Aim of the exercise
Filter the data below, keeping only lines that contain "Import".

╭─ Data for processing

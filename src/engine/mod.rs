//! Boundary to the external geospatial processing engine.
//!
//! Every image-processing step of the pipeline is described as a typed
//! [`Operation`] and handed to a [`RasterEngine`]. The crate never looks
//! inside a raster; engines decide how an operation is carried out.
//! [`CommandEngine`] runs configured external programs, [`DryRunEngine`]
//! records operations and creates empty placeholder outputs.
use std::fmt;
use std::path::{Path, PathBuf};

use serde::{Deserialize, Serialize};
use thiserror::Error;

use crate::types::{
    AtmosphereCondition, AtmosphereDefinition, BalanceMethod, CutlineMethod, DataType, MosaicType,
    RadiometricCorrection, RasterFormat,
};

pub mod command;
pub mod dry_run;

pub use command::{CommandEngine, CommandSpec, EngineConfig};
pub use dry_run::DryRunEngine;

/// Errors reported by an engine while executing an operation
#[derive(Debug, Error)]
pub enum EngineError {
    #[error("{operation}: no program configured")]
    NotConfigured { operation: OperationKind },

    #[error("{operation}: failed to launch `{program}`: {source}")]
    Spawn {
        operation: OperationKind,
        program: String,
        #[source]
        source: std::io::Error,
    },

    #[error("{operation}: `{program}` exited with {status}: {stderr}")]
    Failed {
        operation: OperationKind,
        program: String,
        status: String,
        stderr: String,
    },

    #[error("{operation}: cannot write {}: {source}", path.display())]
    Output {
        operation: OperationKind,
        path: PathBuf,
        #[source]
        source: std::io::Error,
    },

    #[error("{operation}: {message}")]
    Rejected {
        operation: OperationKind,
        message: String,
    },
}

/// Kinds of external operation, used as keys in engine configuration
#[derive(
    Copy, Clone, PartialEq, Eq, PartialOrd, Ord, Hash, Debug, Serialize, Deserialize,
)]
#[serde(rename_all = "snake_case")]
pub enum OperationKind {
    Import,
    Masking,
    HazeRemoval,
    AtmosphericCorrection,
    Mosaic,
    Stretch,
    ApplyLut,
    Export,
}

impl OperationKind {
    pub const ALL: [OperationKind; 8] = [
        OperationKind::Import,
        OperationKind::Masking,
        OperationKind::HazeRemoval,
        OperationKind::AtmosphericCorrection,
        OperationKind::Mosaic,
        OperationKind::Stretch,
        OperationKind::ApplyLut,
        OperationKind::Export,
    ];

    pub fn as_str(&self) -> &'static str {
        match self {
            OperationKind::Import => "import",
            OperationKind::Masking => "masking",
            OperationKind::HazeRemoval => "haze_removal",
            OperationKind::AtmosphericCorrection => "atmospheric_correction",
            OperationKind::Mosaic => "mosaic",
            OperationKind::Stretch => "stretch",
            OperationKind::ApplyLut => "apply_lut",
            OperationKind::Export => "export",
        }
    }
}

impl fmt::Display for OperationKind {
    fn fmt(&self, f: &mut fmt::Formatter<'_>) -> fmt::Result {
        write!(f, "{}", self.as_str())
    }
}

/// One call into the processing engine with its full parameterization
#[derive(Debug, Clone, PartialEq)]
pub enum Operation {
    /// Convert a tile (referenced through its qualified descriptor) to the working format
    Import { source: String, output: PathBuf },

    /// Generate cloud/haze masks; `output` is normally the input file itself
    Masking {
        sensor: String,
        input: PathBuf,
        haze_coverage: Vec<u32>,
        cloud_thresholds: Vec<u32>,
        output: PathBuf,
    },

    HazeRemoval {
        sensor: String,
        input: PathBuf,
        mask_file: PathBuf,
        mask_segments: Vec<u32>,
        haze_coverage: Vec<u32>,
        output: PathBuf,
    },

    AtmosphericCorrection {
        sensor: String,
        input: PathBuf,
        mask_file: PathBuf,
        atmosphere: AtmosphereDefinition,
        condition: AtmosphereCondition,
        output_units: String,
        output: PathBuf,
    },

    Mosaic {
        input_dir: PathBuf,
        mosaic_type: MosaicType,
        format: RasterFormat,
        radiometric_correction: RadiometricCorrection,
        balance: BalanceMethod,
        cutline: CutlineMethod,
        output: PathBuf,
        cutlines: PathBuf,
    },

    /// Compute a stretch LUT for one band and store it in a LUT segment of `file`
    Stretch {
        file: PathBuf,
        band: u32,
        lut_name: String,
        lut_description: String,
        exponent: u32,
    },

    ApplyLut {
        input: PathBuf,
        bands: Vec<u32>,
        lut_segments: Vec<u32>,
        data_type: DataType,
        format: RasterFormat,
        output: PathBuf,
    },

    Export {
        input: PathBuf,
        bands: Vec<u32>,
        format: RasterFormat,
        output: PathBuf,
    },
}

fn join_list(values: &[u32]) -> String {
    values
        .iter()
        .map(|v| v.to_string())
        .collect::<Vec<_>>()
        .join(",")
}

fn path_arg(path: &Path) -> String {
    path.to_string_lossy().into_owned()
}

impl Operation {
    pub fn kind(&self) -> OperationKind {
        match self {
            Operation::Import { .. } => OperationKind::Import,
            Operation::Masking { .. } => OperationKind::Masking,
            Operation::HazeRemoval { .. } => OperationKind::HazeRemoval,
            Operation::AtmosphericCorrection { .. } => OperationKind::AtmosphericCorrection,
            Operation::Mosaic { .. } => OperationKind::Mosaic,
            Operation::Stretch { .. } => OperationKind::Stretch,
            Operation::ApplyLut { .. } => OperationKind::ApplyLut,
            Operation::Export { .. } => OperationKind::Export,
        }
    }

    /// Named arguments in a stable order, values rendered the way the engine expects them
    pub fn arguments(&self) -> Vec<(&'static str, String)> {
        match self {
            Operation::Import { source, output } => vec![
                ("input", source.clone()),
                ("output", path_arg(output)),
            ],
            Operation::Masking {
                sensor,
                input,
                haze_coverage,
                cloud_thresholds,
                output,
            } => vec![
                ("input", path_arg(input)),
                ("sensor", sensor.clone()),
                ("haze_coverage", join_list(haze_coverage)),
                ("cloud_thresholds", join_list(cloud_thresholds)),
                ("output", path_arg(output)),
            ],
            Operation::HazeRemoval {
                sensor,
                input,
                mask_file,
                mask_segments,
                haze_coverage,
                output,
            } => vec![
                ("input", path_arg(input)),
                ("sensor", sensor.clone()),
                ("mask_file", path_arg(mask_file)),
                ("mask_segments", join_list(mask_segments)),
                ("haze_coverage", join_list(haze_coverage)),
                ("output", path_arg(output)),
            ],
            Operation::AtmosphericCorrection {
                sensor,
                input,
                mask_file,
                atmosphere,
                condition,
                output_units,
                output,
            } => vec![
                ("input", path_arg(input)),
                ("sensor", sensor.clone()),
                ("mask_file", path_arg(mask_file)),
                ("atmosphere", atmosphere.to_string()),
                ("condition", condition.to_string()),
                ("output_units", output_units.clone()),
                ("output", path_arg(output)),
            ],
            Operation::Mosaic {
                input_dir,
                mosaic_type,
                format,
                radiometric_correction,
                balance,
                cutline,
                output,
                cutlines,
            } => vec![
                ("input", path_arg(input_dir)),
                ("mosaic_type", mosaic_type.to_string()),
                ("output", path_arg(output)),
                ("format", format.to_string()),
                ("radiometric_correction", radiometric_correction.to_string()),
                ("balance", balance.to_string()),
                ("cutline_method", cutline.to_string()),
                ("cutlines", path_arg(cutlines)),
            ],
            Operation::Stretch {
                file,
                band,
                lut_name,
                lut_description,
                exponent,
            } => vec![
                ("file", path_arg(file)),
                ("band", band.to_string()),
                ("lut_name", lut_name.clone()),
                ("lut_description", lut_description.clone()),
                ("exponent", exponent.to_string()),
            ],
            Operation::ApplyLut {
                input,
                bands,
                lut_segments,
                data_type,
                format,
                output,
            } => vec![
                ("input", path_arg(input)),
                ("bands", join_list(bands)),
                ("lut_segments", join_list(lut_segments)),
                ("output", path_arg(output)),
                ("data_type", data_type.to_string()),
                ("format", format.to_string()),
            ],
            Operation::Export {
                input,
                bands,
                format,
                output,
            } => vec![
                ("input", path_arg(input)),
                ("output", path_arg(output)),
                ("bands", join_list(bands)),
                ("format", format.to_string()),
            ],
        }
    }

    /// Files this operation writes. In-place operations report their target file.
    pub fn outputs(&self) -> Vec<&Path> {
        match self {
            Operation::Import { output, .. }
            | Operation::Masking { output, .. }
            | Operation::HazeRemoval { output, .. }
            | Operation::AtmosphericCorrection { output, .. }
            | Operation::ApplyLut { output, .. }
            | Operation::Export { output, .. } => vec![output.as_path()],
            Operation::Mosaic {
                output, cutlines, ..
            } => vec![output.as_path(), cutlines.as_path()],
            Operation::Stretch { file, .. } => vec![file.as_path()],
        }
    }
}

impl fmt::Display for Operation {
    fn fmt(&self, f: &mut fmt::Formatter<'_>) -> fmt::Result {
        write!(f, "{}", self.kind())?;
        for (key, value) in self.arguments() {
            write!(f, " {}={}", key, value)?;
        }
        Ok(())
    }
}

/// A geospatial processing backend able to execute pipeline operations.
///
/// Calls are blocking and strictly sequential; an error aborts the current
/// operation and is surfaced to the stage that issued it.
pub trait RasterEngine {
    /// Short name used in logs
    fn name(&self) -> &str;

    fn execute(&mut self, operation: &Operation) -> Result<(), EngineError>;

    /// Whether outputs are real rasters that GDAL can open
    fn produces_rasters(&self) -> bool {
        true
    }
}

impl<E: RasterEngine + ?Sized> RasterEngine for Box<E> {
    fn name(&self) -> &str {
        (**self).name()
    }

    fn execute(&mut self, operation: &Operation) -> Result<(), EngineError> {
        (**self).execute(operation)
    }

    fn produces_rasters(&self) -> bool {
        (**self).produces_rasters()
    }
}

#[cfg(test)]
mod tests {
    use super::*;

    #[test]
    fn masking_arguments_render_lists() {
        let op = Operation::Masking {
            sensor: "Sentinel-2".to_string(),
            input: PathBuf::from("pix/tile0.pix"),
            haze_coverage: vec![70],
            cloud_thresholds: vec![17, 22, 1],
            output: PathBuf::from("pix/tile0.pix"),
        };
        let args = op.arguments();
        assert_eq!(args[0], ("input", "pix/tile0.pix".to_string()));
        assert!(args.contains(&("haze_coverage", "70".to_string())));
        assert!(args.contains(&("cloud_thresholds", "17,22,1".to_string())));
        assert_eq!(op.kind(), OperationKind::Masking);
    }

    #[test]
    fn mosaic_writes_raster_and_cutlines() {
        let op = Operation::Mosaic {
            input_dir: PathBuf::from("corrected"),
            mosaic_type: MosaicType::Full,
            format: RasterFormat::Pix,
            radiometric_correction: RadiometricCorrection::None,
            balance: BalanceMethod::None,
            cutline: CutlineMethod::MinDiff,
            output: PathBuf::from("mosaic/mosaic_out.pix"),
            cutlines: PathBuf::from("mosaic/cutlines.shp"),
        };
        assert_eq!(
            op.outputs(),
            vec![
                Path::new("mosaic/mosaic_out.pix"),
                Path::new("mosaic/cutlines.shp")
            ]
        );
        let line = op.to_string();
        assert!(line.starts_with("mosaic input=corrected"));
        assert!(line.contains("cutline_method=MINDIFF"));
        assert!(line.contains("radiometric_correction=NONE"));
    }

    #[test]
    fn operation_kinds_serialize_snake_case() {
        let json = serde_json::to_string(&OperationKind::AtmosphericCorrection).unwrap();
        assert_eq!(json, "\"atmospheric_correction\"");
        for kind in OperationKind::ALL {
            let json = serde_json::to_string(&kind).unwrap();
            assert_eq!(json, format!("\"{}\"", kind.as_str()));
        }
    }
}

╰─

Solution
    Import,
        OperationKind::Import,
            OperationKind::Import => "import",
    Import { source: String, output: PathBuf },
            Operation::Import { .. } => OperationKind::Import,
            Operation::Import { source, output } => vec![
            Operation::Import { output, .. }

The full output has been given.